Saved data entries:
***
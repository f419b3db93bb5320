// Pitch and pitch-class statistics

use super::stats::{argmax, count_nonzero, max, mean, ratio, std_dev, top_two};
use super::{ExtractorDescriptor, FeatureExtractor, FnExtractor};
use crate::ir::{IntermediateRepresentation, PITCH_BINS, PITCH_CLASS_BINS};

pub const BASIC_PITCH_HISTOGRAM: &str = "Basic Pitch Histogram";
pub const PITCH_CLASS_HISTOGRAM: &str = "Pitch Class Histogram";
pub const NUMBER_OF_PITCHES: &str = "Number of Pitches";
pub const NUMBER_OF_PITCH_CLASSES: &str = "Number of Pitch Classes";
pub const RANGE: &str = "Range";
pub const MOST_COMMON_PITCH: &str = "Most Common Pitch";
pub const PREVALENCE_OF_MOST_COMMON_PITCH_CLASS: &str = "Prevalence of Most Common Pitch Class";
pub const MEAN_PITCH: &str = "Mean Pitch";
pub const PITCH_VARIABILITY: &str = "Pitch Variability";
pub const IMPORTANCE_OF_BASS_REGISTER: &str = "Importance of Bass Register";
pub const IMPORTANCE_OF_HIGH_REGISTER: &str = "Importance of High Register";
pub const RELATIVE_PREVALENCE_OF_TOP_PITCH_CLASSES: &str = "Relative Prevalence of Top Pitch Classes";

/// Highest MIDI pitch counted as bass register
const BASS_REGISTER_TOP: usize = 54;
/// Lowest MIDI pitch counted as high register
const HIGH_REGISTER_BOTTOM: usize = 73;

pub(super) fn pitch_extractors() -> Vec<Box<dyn FeatureExtractor>> {
    vec![
        FnExtractor::boxed(
            ExtractorDescriptor::new(BASIC_PITCH_HISTOGRAM, "P-1", PITCH_BINS)
                .describe("Fraction of pitched note onsets on each MIDI pitch"),
            |ir, _| ir.pitch_histogram.clone(),
        ),
        FnExtractor::boxed(
            ExtractorDescriptor::new(PITCH_CLASS_HISTOGRAM, "P-2", PITCH_CLASS_BINS)
                .describe("Fraction of pitched note onsets on each pitch class, C first"),
            |ir, _| ir.pitch_class_histogram.clone(),
        ),
        FnExtractor::boxed(
            ExtractorDescriptor::new(NUMBER_OF_PITCHES, "P-3", 1)
                .describe("Number of distinct MIDI pitches used")
                .depends_on(BASIC_PITCH_HISTOGRAM, 0),
            |_, deps| vec![count_nonzero(deps[0])],
        ),
        FnExtractor::boxed(
            ExtractorDescriptor::new(NUMBER_OF_PITCH_CLASSES, "P-4", 1)
                .describe("Number of distinct pitch classes used")
                .depends_on(PITCH_CLASS_HISTOGRAM, 0),
            |_, deps| vec![count_nonzero(deps[0])],
        ),
        FnExtractor::boxed(
            ExtractorDescriptor::new(RANGE, "P-5", 1)
                .describe("Semitones between the lowest and highest pitch")
                .depends_on(BASIC_PITCH_HISTOGRAM, 0),
            range,
        ),
        FnExtractor::boxed(
            ExtractorDescriptor::new(MOST_COMMON_PITCH, "P-6", 1)
                .describe("MIDI pitch with the most onsets")
                .depends_on(BASIC_PITCH_HISTOGRAM, 0),
            |_, deps| vec![argmax(deps[0]) as f64],
        ),
        FnExtractor::boxed(
            ExtractorDescriptor::new(PREVALENCE_OF_MOST_COMMON_PITCH_CLASS, "P-7", 1)
                .describe("Fraction of onsets on the most common pitch class")
                .depends_on(PITCH_CLASS_HISTOGRAM, 0),
            |_, deps| vec![max(deps[0])],
        ),
        FnExtractor::boxed(
            ExtractorDescriptor::new(MEAN_PITCH, "P-8", 1).describe("Mean MIDI pitch of pitched onsets"),
            |ir, _| vec![mean(&pitches(ir))],
        ),
        FnExtractor::boxed(
            ExtractorDescriptor::new(PITCH_VARIABILITY, "P-9", 1)
                .describe("Standard deviation of the MIDI pitches of pitched onsets"),
            |ir, _| vec![std_dev(&pitches(ir))],
        ),
        FnExtractor::boxed(
            ExtractorDescriptor::new(IMPORTANCE_OF_BASS_REGISTER, "P-10", 1)
                .describe("Fraction of onsets on MIDI pitches 0 to 54")
                .depends_on(BASIC_PITCH_HISTOGRAM, 0),
            |_, deps| vec![deps[0][..=BASS_REGISTER_TOP].iter().sum()],
        ),
        FnExtractor::boxed(
            ExtractorDescriptor::new(IMPORTANCE_OF_HIGH_REGISTER, "P-11", 1)
                .describe("Fraction of onsets on MIDI pitches 73 to 127")
                .depends_on(BASIC_PITCH_HISTOGRAM, 0),
            |_, deps| vec![deps[0][HIGH_REGISTER_BOTTOM..].iter().sum()],
        ),
        FnExtractor::boxed(
            ExtractorDescriptor::new(RELATIVE_PREVALENCE_OF_TOP_PITCH_CLASSES, "P-12", 1)
                .describe("Second most common pitch class share divided by the most common one")
                .depends_on(PITCH_CLASS_HISTOGRAM, 0),
            |_, deps| {
                let (first, second) = top_two(deps[0]);
                vec![ratio(second, first)]
            },
        ),
    ]
}

fn pitches(ir: &IntermediateRepresentation) -> Vec<f64> {
    ir.pitches.iter().map(|&p| p as f64).collect()
}

fn range(_: &IntermediateRepresentation, deps: &[&[f64]]) -> Vec<f64> {
    let histogram = deps[0];
    let lowest = histogram.iter().position(|&v| v > 0.0);
    let highest = histogram.iter().rposition(|&v| v > 0.0);
    match (lowest, highest) {
        (Some(lo), Some(hi)) => vec![(hi - lo) as f64],
        _ => vec![0.0],
    }
}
***
Task goal ▸
The answer is a count and nothing more: lines above that contain "usize".

Task answer ▸
2